The main goal of a CRO strategy is to enhance the user experience and maximize the effectiveness of a website in generating conversions. This can be achieved through various tactics and techniques, including:

  1. Data analysis: A CRO strategy heavily relies on data to understand user behavior. By analyzing metrics and conducting user research, businesses can identify trends, pain points, and opportunities for improvement.
  2. A/B testing: This technique involves testing multiple versions of a webpage or element to determine which one performs better. By comparing different variations and measuring their impact on conversion rates, businesses can make data-driven decisions to optimize their digital assets.
  3. User journey mapping: Understanding how users navigate through a website and interact with different touchpoints is crucial. By mapping out the user journey, businesses can identify gaps or friction points that hinder conversion and optimize those areas for a seamless experience.
  4. Personalization: Tailoring the user experience based on individual preferences and behavior can significantly impact conversion. By leveraging data and technology, businesses can deliver personalized recommendations, offers, and messages to engage users and increase the likelihood of conversion.
  5. UX/UI improvements: Optimizing the user interface and enhancing the user experience play a vital role in CRO strategies. Simplifying navigation, improving page load speed, and ensuring mobile-friendliness are key aspects that can positively impact conversion rates.
  6. Communication and trust-building: Establishing trust and effectively communicating value propositions are essential for conversion. Implementing trust signals, such as customer reviews and security badges, and crafting compelling content can instill confidence in users and increase their likelihood of converting.
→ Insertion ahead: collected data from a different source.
use chrono::{DateTime, Utc};
use serde::{Deserialize, Serialize};
use std::fmt;
use thiserror::Error;

use crate::model::ids::ParticipantId;

/// Number of equally-weighted units in one full reading round.
pub const TOTAL_UNITS: u8 = 30;

//
// ─── ERRORS ────────────────────────────────────────────────────────────────────
//

#[derive(Debug, Error, Clone, PartialEq, Eq)]
#[non_exhaustive]
pub enum CompletionError {
    #[error("unit must be between 1 and {TOTAL_UNITS}, got {provided}")]
    UnitOutOfRange { provided: u8 },

    #[error("round must be at least 1")]
    RoundOutOfRange,
}

//
// ─── UNIT ──────────────────────────────────────────────────────────────────────
//

/// One of the 30 fixed divisions of the reading material (a "Juz").
///
/// Valid values are `1..=30`.
#[derive(Clone, Copy, PartialEq, Eq, Hash, PartialOrd, Ord, Serialize, Deserialize)]
pub struct Unit(u8);

impl Unit {
    /// Creates a `Unit`.
    ///
    /// # Errors
    ///
    /// Returns `CompletionError::UnitOutOfRange` if `n` is 0 or greater than
    /// [`TOTAL_UNITS`].
    pub fn new(n: u8) -> Result<Self, CompletionError> {
        if n == 0 || n > TOTAL_UNITS {
            return Err(CompletionError::UnitOutOfRange { provided: n });
        }
        Ok(Self(n))
    }

    #[must_use]
    pub fn value(&self) -> u8 {
        self.0
    }

    /// Iterates over all units of a round, in order.
    pub fn all() -> impl Iterator<Item = Unit> {
        (1..=TOTAL_UNITS).map(Unit)
    }
}

impl fmt::Debug for Unit {
    fn fmt(&self, f: &mut fmt::Formatter<'_>) -> fmt::Result {
        write!(f, "Unit({})", self.0)
    }
}

impl fmt::Display for Unit {
    fn fmt(&self, f: &mut fmt::Formatter<'_>) -> fmt::Result {
        write!(f, "{}", self.0)
    }
}

//
// ─── ROUND ─────────────────────────────────────────────────────────────────────
//

/// The Nth full pass through all 30 units. Rounds start at 1.
#[derive(Clone, Copy, PartialEq, Eq, Hash, PartialOrd, Ord, Serialize, Deserialize)]
pub struct Round(u32);

impl Round {
    pub const FIRST: Round = Round(1);

    /// Creates a `Round`.
    ///
    /// # Errors
    ///
    /// Returns `CompletionError::RoundOutOfRange` if `n` is 0.
    pub fn new(n: u32) -> Result<Self, CompletionError> {
        if n == 0 {
            return Err(CompletionError::RoundOutOfRange);
        }
        Ok(Self(n))
    }

    #[must_use]
    pub fn value(&self) -> u32 {
        self.0
    }

    /// The round after this one.
    #[must_use]
    pub fn next(&self) -> Round {
        Round(self.0.saturating_add(1))
    }
}

impl fmt::Debug for Round {
    fn fmt(&self, f: &mut fmt::Formatter<'_>) -> fmt::Result {
        write!(f, "Round({})", self.0)
    }
}

impl fmt::Display for Round {
    fn fmt(&self, f: &mut fmt::Formatter<'_>) -> fmt::Result {
        write!(f, "{}", self.0)
    }
}

//
// ─── COMPLETION KEY ────────────────────────────────────────────────────────────
//

/// Composite key identifying one unit within one round.
///
/// Ordered round-major, so a sorted set of keys iterates round by round.
#[derive(Clone, Copy, Debug, PartialEq, Eq, Hash, PartialOrd, Ord, Serialize, Deserialize)]
pub struct CompletionKey {
    round: Round,
    unit: Unit,
}

impl CompletionKey {
    #[must_use]
    pub fn new(unit: Unit, round: Round) -> Self {
        Self { round, unit }
    }

    #[must_use]
    pub fn unit(&self) -> Unit {
        self.unit
    }

    #[must_use]
    pub fn round(&self) -> Round {
        self.round
    }
}

//
// ─── COMPLETION RECORD ─────────────────────────────────────────────────────────
//

/// One participant's completion of one unit in one round.
///
/// Presence of a record means "done"; absence means "not done". Records are
/// idempotent: at most one exists per `(participant, unit, round)`.
#[derive(Debug, Clone, PartialEq, Eq)]
pub struct CompletionRecord {
    participant_id: ParticipantId,
    key: CompletionKey,
    completed_at: DateTime<Utc>,
}

impl CompletionRecord {
    #[must_use]
    pub fn new(
        participant_id: ParticipantId,
        key: CompletionKey,
        completed_at: DateTime<Utc>,
    ) -> Self {
        Self {
            participant_id,
            key,
            completed_at,
        }
    }

    #[must_use]
    pub fn participant_id(&self) -> ParticipantId {
        self.participant_id
    }

    #[must_use]
    pub fn key(&self) -> CompletionKey {
        self.key
    }

    #[must_use]
    pub fn completed_at(&self) -> DateTime<Utc> {
        self.completed_at
    }
}

//
// ─── TESTS ─────────────────────────────────────────────────────────────────────
//

#[cfg(test)]
mod tests {
    use super::*;

    #[test]
    fn unit_accepts_full_range() {
        assert_eq!(Unit::new(1).unwrap().value(), 1);
        assert_eq!(Unit::new(30).unwrap().value(), 30);
    }

    #[test]
    fn unit_rejects_out_of_range() {
        assert_eq!(
            Unit::new(0).unwrap_err(),
            CompletionError::UnitOutOfRange { provided: 0 }
        );
        assert_eq!(
            Unit::new(31).unwrap_err(),
            CompletionError::UnitOutOfRange { provided: 31 }
        );
    }

    #[test]
    fn unit_all_covers_thirty_units() {
        let units: Vec<Unit> = Unit::all().collect();
        assert_eq!(units.len(), 30);
        assert_eq!(units.first().unwrap().value(), 1);
        assert_eq!(units.last().unwrap().value(), 30);
    }

    #[test]
    fn round_rejects_zero() {
        assert_eq!(
            Round::new(0).unwrap_err(),
            CompletionError::RoundOutOfRange
        );
    }

    #[test]
    fn round_next_increments() {
        assert_eq!(Round::FIRST.next(), Round::new(2).unwrap());
    }

    #[test]
    fn keys_order_round_major() {
        let unit_30_round_1 = CompletionKey::new(Unit::new(30).unwrap(), Round::FIRST);
        let unit_1_round_2 = CompletionKey::new(Unit::new(1).unwrap(), Round::new(2).unwrap());
        assert!(unit_30_round_1 < unit_1_round_2);
    }
}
By implementing a well-defined CRO strategy, businesses can continuously enhance their digital presence, improve conversion rates, and ultimately drive revenue growth. It is an ongoing process that requires monitoring, testing, and iterating based on data-driven insights to ensure continuous optimization and success in the digital landscape.

CRO strategy: TLDR The key takeaways

While tactical CRO is important, strategic CRO helps to optimize ROI and lead digital transformation across your organization. Implementing a CRO strategy entails a mindset shift towards long-term rather than short-term thinking. You must gain a deeper understanding of your customers and align CRO goals with the broader goals of your business.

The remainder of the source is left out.